The same study also found this would nearly triple the state tax rate for an average family, from 6 percent to 18 percent – that’s a family making roughly a $100,000, $115,000.
If you look at say what a family now who earns, let’s say $49,000. The cost of health care for that family is $17,500, the cost between the individual and the employer would be a sixth of that. What we would have is a payroll tax in order to pay for it. It would be taken out of people’s payrolls the same way Social Security is taken out.
It would be an overall savings for 98% of New Yorkers. And it would be an enormous savings for employers here. It is seen that it would create 200,000 jobs because employers would no longer be responsible for providing health care for their employees. It would drive medical costs and pharmaceutical costs down 40%.

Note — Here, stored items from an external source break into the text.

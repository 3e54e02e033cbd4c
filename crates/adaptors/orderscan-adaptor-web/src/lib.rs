//! Web UI for OrderScan
//!
//! Routes:
//!
//! - `GET /`: upload form
//! - `POST /analyze`: multipart upload (`file`), answers with the results page
//! - `POST /api/analyze`: same upload, answers with the JSON report and CSV text
//! - `GET /health`: liveness probe

#![warn(missing_docs)]
#![warn(clippy::all)]

mod error;
mod handlers;
mod templates;

pub use error::WebError;
pub use handlers::{data_uri, ANALYSIS_FILE_NAME, FIELDS_FILE_NAME, UPLOAD_FILE_NAME};
pub use templates::Pages;

use axum::extract::DefaultBodyLimit;
use axum::routing::{get, post};
use axum::Router;
use orderscan_core::{get_env_int, get_env_or, DocumentPipeline, Result};
use std::path::PathBuf;
use std::sync::Arc;
use tower::ServiceBuilder;
use tower_http::limit::RequestBodyLimitLayer;
use tower_http::trace::TraceLayer;
use tracing::info;

/// Web server settings
#[derive(Debug, Clone)]
pub struct WebUiConfig {
    /// Bind address
    pub host: String,
    /// Bind port
    pub port: u16,
    /// Largest accepted request body
    pub max_upload_bytes: usize,
    /// Parent of the per-request directories (system temp dir when unset)
    pub work_dir: Option<PathBuf>,
}

const DEFAULT_MAX_UPLOAD_MB: usize = 25;

impl Default for WebUiConfig {
    fn default() -> Self {
        Self {
            host: "127.0.0.1".into(),
            port: 8501,
            max_upload_bytes: upload_limit_bytes(DEFAULT_MAX_UPLOAD_MB),
            work_dir: None,
        }
    }
}

impl WebUiConfig {
    /// Read `ORDERSCAN_HOST`, `ORDERSCAN_PORT`, `ORDERSCAN_MAX_UPLOAD_MB` and
    /// `ORDERSCAN_WORK_DIR`
    pub fn from_env() -> Self {
        let defaults = Self::default();
        let work_dir = get_env_or("ORDERSCAN_WORK_DIR", "");
        Self {
            host: get_env_or("ORDERSCAN_HOST", &defaults.host),
            port: get_env_int("ORDERSCAN_PORT", defaults.port),
            max_upload_bytes: upload_limit_bytes(get_env_int(
                "ORDERSCAN_MAX_UPLOAD_MB",
                DEFAULT_MAX_UPLOAD_MB,
            )),
            work_dir: (!work_dir.trim().is_empty()).then(|| PathBuf::from(work_dir.trim())),
        }
    }

    /// `host:port`
    pub fn bind_addr(&self) -> String {
        format!("{}:{}", self.host, self.port)
    }
}

/// Megabytes to bytes, clamped at `usize::MAX`
fn upload_limit_bytes(megabytes: usize) -> usize {
    megabytes.saturating_mul(1024 * 1024)
}

/// Interactive analysis server
#[derive(Clone)]
pub struct WebUiServer {
    config: Arc<WebUiConfig>,
    pipeline: Arc<DocumentPipeline>,
    pages: Arc<Pages>,
}

impl WebUiServer {
    /// Create a server around a shared pipeline
    pub fn new(config: WebUiConfig, pipeline: Arc<DocumentPipeline>) -> Result<Self> {
        Ok(Self {
            config: Arc::new(config),
            pipeline,
            pages: Arc::new(Pages::new()?),
        })
    }

    /// Settings in use
    pub fn config(&self) -> &WebUiConfig {
        &self.config
    }

    /// Application router with body limit and request tracing
    pub fn router(&self) -> Router {
        Router::new()
            .route("/", get(handlers::index))
            .route("/analyze", post(handlers::analyze_page))
            .route("/api/analyze", post(handlers::analyze_api))
            .route("/health", get(handlers::health))
            .layer(
                ServiceBuilder::new()
                    .layer(TraceLayer::new_for_http())
                    .layer(DefaultBodyLimit::disable())
                    .layer(RequestBodyLimitLayer::new(self.config.max_upload_bytes)),
            )
            .with_state(self.clone())
    }

    /// Bind and serve until Ctrl-C
    pub async fn serve(&self) -> Result<()> {
        let addr = self.config.bind_addr();
        let listener = tokio::net::TcpListener::bind(&addr).await?;
        info!("WEB_UI_LISTENING addr=http://{}", addr);

        axum::serve(listener, self.router())
            .with_graceful_shutdown(async {
                let _ = tokio::signal::ctrl_c().await;
                info!("WEB_UI_SHUTDOWN");
            })
            .await?;
        Ok(())
    }
}
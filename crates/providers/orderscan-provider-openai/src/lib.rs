//! OpenAI chat completion backend for OrderScan

#![warn(missing_docs)]
#![warn(clippy::all)]

mod settings;

pub use settings::{print_settings, render_settings, settings_rows, SettingRow};

use async_openai::{
    config::OpenAIConfig,
    types::{
        ChatCompletionRequestMessage, ChatCompletionRequestUserMessageArgs,
        CreateChatCompletionRequestArgs,
    },
    Client,
};
use async_trait::async_trait;
use orderscan_core::{GenerateTextParams, LanguageModel, ModelConfig, OrderScanError, Result};
use std::time::{Duration, Instant};
use tracing::debug;

/// [`LanguageModel`] backed by the OpenAI chat completions API
///
/// One request per prompt, no streaming. The client is built once from a
/// [`ModelConfig`] and reused for every call.
pub struct OpenAIModel {
    client: Client<OpenAIConfig>,
    model: String,
    temperature: f32,
    max_tokens: Option<u32>,
}

impl OpenAIModel {
    /// Build the client from configuration
    pub fn new(config: &ModelConfig) -> Result<Self> {
        let mut openai_config = OpenAIConfig::new().with_api_key(config.api_key.clone());
        if let Some(base) = &config.api_base {
            openai_config = openai_config.with_api_base(base.trim_end_matches('/'));
        }

        let http = reqwest::Client::builder()
            .timeout(Duration::from_secs(config.timeout_secs))
            .build()
            .map_err(|e| OrderScanError::config(format!("failed to build HTTP client: {}", e)))?;

        debug!("Initializing OpenAI client for model {}", config.model);
        Ok(Self {
            client: Client::with_config(openai_config).with_http_client(http),
            model: config.model.clone(),
            temperature: config.temperature,
            max_tokens: config.max_tokens,
        })
    }

    /// Configured default model
    pub fn model(&self) -> &str {
        &self.model
    }
}

#[async_trait]
impl LanguageModel for OpenAIModel {
    fn name(&self) -> &str {
        "openai"
    }

    async fn generate_text(&self, params: GenerateTextParams) -> Result<String> {
        let start_time = Instant::now();
        let model = params.model.unwrap_or_else(|| self.model.clone());

        let mut request_builder = CreateChatCompletionRequestArgs::default();
        request_builder.model(model.clone());
        request_builder.messages(vec![ChatCompletionRequestMessage::User(
            ChatCompletionRequestUserMessageArgs::default()
                .content(params.prompt)
                .build()
                .map_err(|e| OrderScanError::model(e.to_string()))?,
        )]);
        request_builder.temperature(params.temperature.unwrap_or(self.temperature));
        if let Some(max_tokens) = params.max_tokens.or(self.max_tokens) {
            request_builder.max_tokens(max_tokens);
        }

        let request = request_builder
            .build()
            .map_err(|e| OrderScanError::model(e.to_string()))?;

        let response = self
            .client
            .chat()
            .create(request)
            .await
            .map_err(|e| OrderScanError::model(e.to_string()))?;

        let text = response
            .choices
            .into_iter()
            .next()
            .and_then(|choice| choice.message.content)
            .ok_or_else(|| OrderScanError::model("completion contained no text"))?;

        debug!(
            "MODEL_CALL provider=openai model={} chars={} latency_ms={}",
            model,
            text.chars().count(),
            start_time.elapsed().as_millis()
        );
        Ok(text)
    }
}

We have a million uninsured New Yorkers in this state. But we have millions more who are underinsured, who are one diagnosis, who are one accident away from bankruptcy. This is the kind of change that New Yorkers really care about. This is the kind of change our Democratic Party should be embracing in order to address the incredible inequality here. Health care is a human right. We can insure all of our people and we can do it at enormous savings not only to individuals and to employers but to the state itself.
In theory it [single payer] is right. It reminds me of the story of the doctor who says, “If the patient survives the operation, he’s going to have a long and health life.”
Long term, single payer works – there’s no doubt about that. It works easier on a national level to make the transformation. The question Ms. Nixon couldn’t answer is the projected cost. At $200 million for the transition, that is more than the current state budget. The current state budget is $170 million for everything: health care, education, etc. Where do you get the $200 million short term, which would double the tax burden and take money from everything else, to get to single payer?
California has tried to do it. Vermont has tried to do it. Nobody has done it successfully.
It is the right idea. It should be explored. It is hard to do.
The real thing we need to do is have a president of the United States who understands that health care is not a luxury, it is a human right. And it has to be done on the federal level, and let’s elect a Democratic Congress, and let’s force this president to do it.